Many people are eying the ultra-portable bargain notebook market thanks to up-and-comers like Lenovo's IdeaPad S10 and the MSI Wind.  Chipmakers like Intel and VIA are struggling to keep up with demand for the bargain machines.  However, lost amid the ruckus is an equally significant trend in slightly higher-end model pricing.

Going to Best Buy, Circuit City, or even Target; a plethora of machines from manufacturers like Dell and HP assault the eyes.  Many of these Vista machines have impressive muscle for modest prices.  Take HP -- the average sale price (ASP) of a notebook with 14.1-inch display, 2GHz processor, 4GB of RAM and a 320GB hard drive is $699.   That kind of machine can not only replace a desktop, but also meet most users’ multimedia needs and even handle some less graphically intensive gaming.

Interestingly, prices seem to have hit a sweet spot and are quite low, though not moving up or down.  Stephen Baker, NPD's vice president of industry analysis, who yielded the HP ASP information had this to say of the trend, "We aren't seeing any particularly substantive moves down in price on the Windows side, either in desktops or notebooks."

While obviously it’s comparing apples and oranges, and the products appeal to different markets, it’s interesting to look at how Mac prices have changed versus PC prices.  Macs have gone from an average price of $1,432 and $1,574, for desktops and laptops respectively in June '06 to $1,543 and $1,515 respectively in June '08.  While much lower to start, PCs are now even lower in average sale price. The average PC notebook went from $877 to $700, while the average desktop dipped just barely from $559 to $550.

Vista PCs have reached a sweet point with pricing that is appealing not just to the high end crowd, but to the masses.  And while prices are staying constant, hardware features are increasing, which is good for the consumer.  As Mr. Baker puts it, "Of course there is feature creep—there always is."

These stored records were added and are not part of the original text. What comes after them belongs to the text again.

use std::fmt::{Display, Formatter};

use rust_decimal_macros::dec;

use crate::{prelude::*, quantity::cost::Cost};

quantity!(
    /// Service occurrences per year.
    ///
    /// Fractional values annualize services performed less often than once a year.
    Frequency, via: Decimal, unit: "/yr"
);

impl Frequency {
    pub const QUARTERLY: Self = Self(dec!(4));
    pub const ANNUAL: Self = Self(dec!(1));

    /// Once every five years, amortized per year.
    pub const QUINQUENNIAL: Self = Self(dec!(0.2));

    /// Daily visits with room to spare.
    pub const MAX: Self = Self(dec!(1000));

    #[must_use]
    pub fn is_positive(self) -> bool {
        self.0.is_sign_positive() && !self.0.is_zero()
    }

    /// Reject frequencies no maintenance contract can have.
    ///
    /// Negative frequencies are accepted here and excluded from pricing.
    pub fn validated(self) -> Result<Self> {
        ensure!(self <= Self::MAX, "frequency must not exceed {}, got {self}", Self::MAX);
        Ok(self)
    }
}

impl std::ops::Mul<Frequency> for Cost {
    type Output = Self;

    fn mul(self, frequency: Frequency) -> Self::Output {
        Self(self.0 * frequency.0)
    }
}

impl Display for Frequency {
    fn fmt(&self, f: &mut Formatter<'_>) -> std::fmt::Result {
        write!(f, "{}×/yr", self.0.normalize())
    }
}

Another trend along these lines is the push to support 64-bit Vista.  While numbers are still small, HP is leading the way, and its strong sales are certainly making an impact in spreading 64-bit.  DailyTech went into this trend in more detail.  Mr. Baker alludes to this stating, "Forty-eight percent of June Windows notebooks are 3GB systems.  But 4GB RAM Windows notebook systems are 11.6 percent of sales in June, up from nothing [at the] beginning of [the] year."

So what exactly do the latest NPD figures on Windows PCs show?  It can be interpreted in many ways, but one major observation is that Windows PCs are clearly the champion at lower prices.  It also shows that a full featured machine can be found for a very reasonable price.  This is good news for many -- and even better news when you consider holiday sales may momentarily sink prices even further.